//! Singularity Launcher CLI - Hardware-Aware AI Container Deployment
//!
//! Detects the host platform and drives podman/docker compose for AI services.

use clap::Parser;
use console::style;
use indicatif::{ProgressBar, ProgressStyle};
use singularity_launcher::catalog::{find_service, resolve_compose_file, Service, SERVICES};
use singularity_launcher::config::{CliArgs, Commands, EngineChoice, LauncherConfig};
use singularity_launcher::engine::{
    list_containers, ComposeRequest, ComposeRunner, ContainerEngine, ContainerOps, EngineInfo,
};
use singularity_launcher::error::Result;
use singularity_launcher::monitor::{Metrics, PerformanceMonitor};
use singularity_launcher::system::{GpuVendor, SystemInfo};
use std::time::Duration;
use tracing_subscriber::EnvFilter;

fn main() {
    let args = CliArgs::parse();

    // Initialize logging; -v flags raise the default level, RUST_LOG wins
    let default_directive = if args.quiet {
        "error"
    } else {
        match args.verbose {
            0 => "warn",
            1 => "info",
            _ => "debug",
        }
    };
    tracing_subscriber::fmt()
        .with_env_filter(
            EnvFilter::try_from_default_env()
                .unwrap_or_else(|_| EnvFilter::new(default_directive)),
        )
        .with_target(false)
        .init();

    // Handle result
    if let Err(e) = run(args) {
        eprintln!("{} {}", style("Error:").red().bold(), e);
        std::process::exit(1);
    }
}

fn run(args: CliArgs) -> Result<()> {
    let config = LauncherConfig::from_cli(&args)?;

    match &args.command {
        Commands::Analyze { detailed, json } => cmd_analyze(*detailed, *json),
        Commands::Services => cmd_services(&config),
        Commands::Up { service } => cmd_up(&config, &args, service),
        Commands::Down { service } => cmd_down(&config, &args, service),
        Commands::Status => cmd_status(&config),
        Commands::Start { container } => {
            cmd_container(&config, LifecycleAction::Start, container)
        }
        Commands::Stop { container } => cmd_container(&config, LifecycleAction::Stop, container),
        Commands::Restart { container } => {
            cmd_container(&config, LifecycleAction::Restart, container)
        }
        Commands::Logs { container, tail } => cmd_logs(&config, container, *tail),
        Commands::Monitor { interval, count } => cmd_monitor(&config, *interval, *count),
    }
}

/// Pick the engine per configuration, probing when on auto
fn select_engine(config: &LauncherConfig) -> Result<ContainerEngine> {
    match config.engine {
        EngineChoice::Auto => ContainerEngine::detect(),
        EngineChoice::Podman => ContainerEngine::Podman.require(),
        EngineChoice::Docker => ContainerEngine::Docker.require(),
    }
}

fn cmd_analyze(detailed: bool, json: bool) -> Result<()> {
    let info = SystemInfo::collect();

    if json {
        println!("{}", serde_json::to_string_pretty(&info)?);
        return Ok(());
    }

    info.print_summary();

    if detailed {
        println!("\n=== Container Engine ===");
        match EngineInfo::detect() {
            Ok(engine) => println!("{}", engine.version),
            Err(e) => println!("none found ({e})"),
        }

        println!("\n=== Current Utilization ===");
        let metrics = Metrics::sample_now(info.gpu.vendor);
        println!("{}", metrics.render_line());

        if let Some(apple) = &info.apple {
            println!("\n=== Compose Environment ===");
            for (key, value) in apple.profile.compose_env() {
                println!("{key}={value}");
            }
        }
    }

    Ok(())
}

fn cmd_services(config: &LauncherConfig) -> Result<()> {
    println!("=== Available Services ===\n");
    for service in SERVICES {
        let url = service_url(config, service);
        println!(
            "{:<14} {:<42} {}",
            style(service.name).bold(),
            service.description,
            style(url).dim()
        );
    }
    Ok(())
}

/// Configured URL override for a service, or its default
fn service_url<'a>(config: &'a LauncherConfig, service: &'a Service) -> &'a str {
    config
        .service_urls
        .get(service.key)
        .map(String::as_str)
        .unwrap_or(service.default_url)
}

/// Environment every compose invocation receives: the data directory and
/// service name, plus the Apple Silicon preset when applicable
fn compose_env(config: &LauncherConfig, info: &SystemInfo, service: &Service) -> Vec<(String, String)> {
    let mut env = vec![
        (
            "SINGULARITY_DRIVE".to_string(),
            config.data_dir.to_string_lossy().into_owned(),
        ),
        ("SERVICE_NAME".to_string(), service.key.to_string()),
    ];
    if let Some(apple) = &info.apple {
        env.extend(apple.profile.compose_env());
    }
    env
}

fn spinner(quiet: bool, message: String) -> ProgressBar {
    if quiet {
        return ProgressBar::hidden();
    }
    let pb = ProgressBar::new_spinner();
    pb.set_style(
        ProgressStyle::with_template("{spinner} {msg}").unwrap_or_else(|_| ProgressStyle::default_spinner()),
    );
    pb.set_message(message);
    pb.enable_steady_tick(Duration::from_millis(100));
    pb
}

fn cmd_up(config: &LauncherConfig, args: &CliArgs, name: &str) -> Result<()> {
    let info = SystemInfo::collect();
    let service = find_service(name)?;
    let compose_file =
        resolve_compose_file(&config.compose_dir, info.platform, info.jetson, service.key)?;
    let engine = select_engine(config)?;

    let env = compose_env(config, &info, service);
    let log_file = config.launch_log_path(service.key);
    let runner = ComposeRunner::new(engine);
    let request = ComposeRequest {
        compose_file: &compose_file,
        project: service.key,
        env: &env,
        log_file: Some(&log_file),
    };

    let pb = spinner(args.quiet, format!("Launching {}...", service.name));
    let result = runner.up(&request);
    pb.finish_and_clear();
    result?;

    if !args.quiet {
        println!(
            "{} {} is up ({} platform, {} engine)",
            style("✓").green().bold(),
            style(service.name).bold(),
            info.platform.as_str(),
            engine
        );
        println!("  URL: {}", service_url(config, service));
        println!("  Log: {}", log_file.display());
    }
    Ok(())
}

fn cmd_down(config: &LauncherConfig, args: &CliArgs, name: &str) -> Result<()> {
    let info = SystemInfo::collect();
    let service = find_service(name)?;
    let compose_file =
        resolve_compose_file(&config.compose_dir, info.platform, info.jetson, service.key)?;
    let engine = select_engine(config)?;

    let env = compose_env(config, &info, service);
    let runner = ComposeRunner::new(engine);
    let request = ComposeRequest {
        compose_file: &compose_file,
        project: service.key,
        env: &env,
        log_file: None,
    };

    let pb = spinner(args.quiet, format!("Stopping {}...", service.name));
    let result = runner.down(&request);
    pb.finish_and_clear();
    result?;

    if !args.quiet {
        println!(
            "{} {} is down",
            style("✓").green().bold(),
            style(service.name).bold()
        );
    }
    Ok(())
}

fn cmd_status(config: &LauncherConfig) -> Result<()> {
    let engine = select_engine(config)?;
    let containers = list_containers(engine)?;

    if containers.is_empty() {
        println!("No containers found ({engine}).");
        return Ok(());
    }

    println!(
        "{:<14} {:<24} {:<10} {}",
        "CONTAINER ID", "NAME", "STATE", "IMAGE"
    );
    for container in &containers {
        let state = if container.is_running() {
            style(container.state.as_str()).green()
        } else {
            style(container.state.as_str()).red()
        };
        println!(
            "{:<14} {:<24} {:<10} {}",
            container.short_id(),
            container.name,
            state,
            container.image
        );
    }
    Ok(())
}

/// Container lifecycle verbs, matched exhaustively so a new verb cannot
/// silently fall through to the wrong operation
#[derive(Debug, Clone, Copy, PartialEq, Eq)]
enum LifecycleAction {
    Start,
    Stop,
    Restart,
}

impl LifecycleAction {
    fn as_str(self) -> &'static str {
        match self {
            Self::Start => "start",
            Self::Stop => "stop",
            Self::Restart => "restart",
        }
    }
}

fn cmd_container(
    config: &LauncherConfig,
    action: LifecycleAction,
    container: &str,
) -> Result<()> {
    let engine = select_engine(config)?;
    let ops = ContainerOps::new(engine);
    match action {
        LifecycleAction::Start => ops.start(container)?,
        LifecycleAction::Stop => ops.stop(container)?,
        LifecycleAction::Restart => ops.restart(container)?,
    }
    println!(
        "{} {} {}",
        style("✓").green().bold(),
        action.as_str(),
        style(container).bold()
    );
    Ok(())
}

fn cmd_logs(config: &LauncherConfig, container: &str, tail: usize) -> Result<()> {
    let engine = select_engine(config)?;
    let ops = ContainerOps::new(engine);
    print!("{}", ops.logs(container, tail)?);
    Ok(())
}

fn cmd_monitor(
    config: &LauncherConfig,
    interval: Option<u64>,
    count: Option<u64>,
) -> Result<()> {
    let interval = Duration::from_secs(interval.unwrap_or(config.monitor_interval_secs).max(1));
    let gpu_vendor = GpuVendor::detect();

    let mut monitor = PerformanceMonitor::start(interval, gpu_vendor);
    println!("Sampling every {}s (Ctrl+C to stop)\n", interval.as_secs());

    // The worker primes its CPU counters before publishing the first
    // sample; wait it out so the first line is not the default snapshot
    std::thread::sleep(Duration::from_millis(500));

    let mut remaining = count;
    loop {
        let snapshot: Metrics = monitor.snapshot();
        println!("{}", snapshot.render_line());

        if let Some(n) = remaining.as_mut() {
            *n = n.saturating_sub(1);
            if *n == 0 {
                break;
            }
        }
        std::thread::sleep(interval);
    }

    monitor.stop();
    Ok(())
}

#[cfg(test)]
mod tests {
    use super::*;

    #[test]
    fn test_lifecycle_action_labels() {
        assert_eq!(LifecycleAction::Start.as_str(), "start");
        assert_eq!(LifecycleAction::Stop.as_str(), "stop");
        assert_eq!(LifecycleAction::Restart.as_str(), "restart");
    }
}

**What you need to do**
Count the lines of the records that contain the word "CliArgs". Give only the count.

**Response to the task**
5